Dans toutes les civilisations la condition féminine a posé problème, les abus étant à tous niveaux, que ça soit sexuels ou à base de brimades, ou encore d'un manque voire une totale absence de droits, et évidemment de lois les protégeant. C'est dans cette dernière direction que le film va, puisqu'il relate l'histoire vraie d'une affaire traitant de la rencontre de trois femmes ayant été en justice, ce qui aura mené au vote d'une loi les protégeant enfin en cas d'abus sexuel. Pourquoi aucune n'avait été votée plus tôt ? La raison est simple et identique à celle de notre société occidentale. Une complaisance de la part des familles qui craignent pour leur image, voire celle de leur pays, ainsi qu'une honte ou même un sentiment de culpabilité ressenti par les victimes.

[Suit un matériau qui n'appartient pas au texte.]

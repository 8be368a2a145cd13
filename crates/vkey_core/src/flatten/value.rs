use std::fmt;

/// Runtime kind of a [`Value`], used for dispatch and error reporting.
#[derive(Debug, Clone, Copy, PartialEq, Eq, Hash)]
pub enum Kind {
	/// Absent or invalid value.
	Invalid,
	/// Boolean.
	Bool,
	/// Signed integer.
	Int,
	/// Unsigned integer.
	Uint,
	/// Floating point number.
	Float,
	/// Single Unicode scalar.
	Char,
	/// UTF-8 string.
	String,
	/// Pointer or optional.
	Pointer,
	/// Dynamic container holding a value of any kind.
	Interface,
	/// Ordered sequence.
	Array,
	/// Key/value mapping.
	Map,
	/// Named-field record.
	Struct,
	/// Value with a canonical string representation.
	Stringer,
}

impl Kind {
	/// Lowercase label used in messages.
	pub fn label(self) -> &'static str {
		match self {
			Kind::Invalid => "invalid",
			Kind::Bool => "bool",
			Kind::Int => "int",
			Kind::Uint => "uint",
			Kind::Float => "float",
			Kind::Char => "char",
			Kind::String => "string",
			Kind::Pointer => "ptr",
			Kind::Interface => "interface",
			Kind::Array => "array",
			Kind::Map => "map",
			Kind::Struct => "struct",
			Kind::Stringer => "stringer",
		}
	}
}

impl fmt::Display for Kind {
	fn fmt(&self, f: &mut fmt::Formatter<'_>) -> fmt::Result {
		f.write_str(self.label())
	}
}

/// Captured runtime value.
#[derive(Debug, Clone, PartialEq)]
pub enum Value {
	/// Absent value (unit).
	Null,
	/// Boolean scalar.
	Bool(bool),
	/// Signed integer up to 64 bits.
	I64(i64),
	/// Unsigned integer up to 64 bits.
	U64(u64),
	/// 128-bit signed integer.
	I128(i128),
	/// 128-bit unsigned integer.
	U128(u128),
	/// Single-precision float.
	F32(f32),
	/// Double-precision float.
	F64(f64),
	/// Unicode scalar.
	Char(char),
	/// UTF-8 string.
	String(Box<str>),
	/// Optional indirection; `None` is a nil pointer.
	Ptr(Option<Box<Value>>),
	/// Dynamically typed slot; `None` is a nil interface.
	Interface(Option<Box<Value>>),
	/// Sequence elements in order.
	Array(Vec<Value>),
	/// Keyed entries.
	Map(MapValue),
	/// Named fields.
	Struct(StructValue),
	/// Display text of a stringer-capable value.
	Stringer(Box<str>),
}

/// Struct value: a type name and its declared fields in order.
#[derive(Debug, Clone, PartialEq)]
pub struct StructValue {
	/// Declared type name; empty for structs rebuilt from flattened serde maps.
	pub type_name: Box<str>,
	/// Fields in declaration order.
	pub fields: Vec<FieldValue>,
}

/// One declared struct field.
#[derive(Debug, Clone, PartialEq)]
pub struct FieldValue {
	/// Declared field name.
	pub name: Box<str>,
	/// Export key annotation; overrides `name` when present.
	pub tag: Option<Box<str>>,
	/// Whether the field is visible outside its defining module.
	pub exported: bool,
	/// Field payload.
	pub value: Value,
}

/// Map value with entries in iteration order.
#[derive(Debug, Clone, Default, PartialEq)]
pub struct MapValue {
	/// Key/value pairs in iteration order.
	pub entries: Vec<(Value, Value)>,
}

impl Value {
	/// Runtime kind of this value.
	pub fn kind(&self) -> Kind {
		match self {
			Value::Null => Kind::Invalid,
			Value::Bool(_) => Kind::Bool,
			Value::I64(_) | Value::I128(_) => Kind::Int,
			Value::U64(_) | Value::U128(_) => Kind::Uint,
			Value::F32(_) | Value::F64(_) => Kind::Float,
			Value::Char(_) => Kind::Char,
			Value::String(_) => Kind::String,
			Value::Ptr(_) => Kind::Pointer,
			Value::Interface(_) => Kind::Interface,
			Value::Array(_) => Kind::Array,
			Value::Map(_) => Kind::Map,
			Value::Struct(_) => Kind::Struct,
			Value::Stringer(_) => Kind::Stringer,
		}
	}

	/// Wrap `value` in a non-nil interface.
	pub fn interface(value: impl Into<Value>) -> Self {
		Value::Interface(Some(Box::new(value.into())))
	}

	/// Wrap `value` in a non-nil pointer.
	pub fn ptr(value: impl Into<Value>) -> Self {
		Value::Ptr(Some(Box::new(value.into())))
	}

	/// Value whose textual form is `text`.
	pub fn stringer(text: impl Into<String>) -> Self {
		Value::Stringer(text.into().into_boxed_str())
	}

	/// Borrow the string payload of a `String` value.
	pub fn as_str(&self) -> Option<&str> {
		match self {
			Value::String(text) => Some(text),
			_ => None,
		}
	}
}

impl StructValue {
	/// Empty struct of the given type.
	pub fn new(type_name: impl Into<String>) -> Self {
		Self {
			type_name: type_name.into().into_boxed_str(),
			fields: Vec::new(),
		}
	}

	/// Append an exported, untagged field.
	pub fn with_field(mut self, name: &str, value: impl Into<Value>) -> Self {
		self.fields.push(FieldValue::new(name, value));
		self
	}

	/// Append an exported field carrying an export key annotation.
	pub fn with_tagged_field(mut self, name: &str, tag: &str, value: impl Into<Value>) -> Self {
		self.fields.push(FieldValue::new(name, value).tagged(tag));
		self
	}

	/// Append an unexported field.
	pub fn with_private_field(mut self, name: &str, value: impl Into<Value>) -> Self {
		self.fields.push(FieldValue::new(name, value).private());
		self
	}
}

impl FieldValue {
	/// Exported, untagged field.
	pub fn new(name: &str, value: impl Into<Value>) -> Self {
		Self {
			name: name.into(),
			tag: None,
			exported: true,
			value: value.into(),
		}
	}

	/// Set the export key annotation.
	pub fn tagged(mut self, tag: &str) -> Self {
		self.tag = Some(tag.into());
		self
	}

	/// Mark the field unexported.
	pub fn private(mut self) -> Self {
		self.exported = false;
		self
	}

	/// Key this field is exported under: the tag if declared, else the name.
	pub fn export_key(&self) -> &str {
		self.tag.as_deref().unwrap_or(&self.name)
	}
}

impl MapValue {
	/// Empty map.
	pub fn new() -> Self {
		Self::default()
	}

	/// Append one entry.
	pub fn with_entry(mut self, key: impl Into<Value>, value: impl Into<Value>) -> Self {
		self.entries.push((key.into(), value.into()));
		self
	}

	/// Number of entries.
	pub fn len(&self) -> usize {
		self.entries.len()
	}

	/// Whether the map has no entries.
	pub fn is_empty(&self) -> bool {
		self.entries.is_empty()
	}
}

macro_rules! impl_from {
	($variant:ident: $($ty:ty),+) => {
		$(
			impl From<$ty> for Value {
				fn from(value: $ty) -> Self {
					Value::$variant(value.into())
				}
			}
		)+
	};
}

impl_from!(Bool: bool);
impl_from!(I64: i8, i16, i32, i64);
impl_from!(U64: u8, u16, u32, u64);
impl_from!(F32: f32);
impl_from!(F64: f64);
impl_from!(Char: char);
impl_from!(String: &str, String);
impl_from!(Struct: StructValue);
impl_from!(Map: MapValue);

impl From<i128> for Value {
	fn from(value: i128) -> Self {
		Value::I128(value)
	}
}

impl From<u128> for Value {
	fn from(value: u128) -> Self {
		Value::U128(value)
	}
}

impl<T: Into<Value>> From<Vec<T>> for Value {
	fn from(items: Vec<T>) -> Self {
		Value::Array(items.into_iter().map(Into::into).collect())
	}
}

impl<T: Into<Value>> From<Option<T>> for Value {
	fn from(value: Option<T>) -> Self {
		Value::Ptr(value.map(|inner| Box::new(inner.into())))
	}
}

Evidemment le phénomène ne se limite pas à une classe, et c'est aussi le but de ce triptyque, nous montrer trois strates différentes rongées par un même mal, et dont chacune des intervenantes va tenter de réagir de la façon qui lui semble la plus appropriée. L'aisée socialement organise un groupe de discussion, celle de classe moyenne tente de se battre dans un monde d'hommes où personne ne l'écoute, et enfin la dernière, dans la condition la plus précaire, n'a pas d'autre choix que de se défendre physiquement, se vengeant à coups de poignard des hommes qui la côtoient tous les jours dans le bus et profitent constamment de l'affluence pour se frotter à elle.

Le sujet est poignant tout en n'étant pas vraiment nouveau, l'occident étant passé par la même étape, et bien qu'il y ait des lois, reste stagnant quant aux plaintes. L'épilogue de la bobine nous le dit, et ça ne surprend pas, même si la loi contre le harcèlement sexuel a été votée, les plaintes restent peu nombreuses, pour les raisons évoquées plus haut; qu'elles soient inscrites dans le code civil ne change pas immédiatement les choses, elles les améliorent, le plus gros du travail devant être fait par une société qui se doit d'ouvrir les yeux et changer de regard sur un sujet qui reste tabou.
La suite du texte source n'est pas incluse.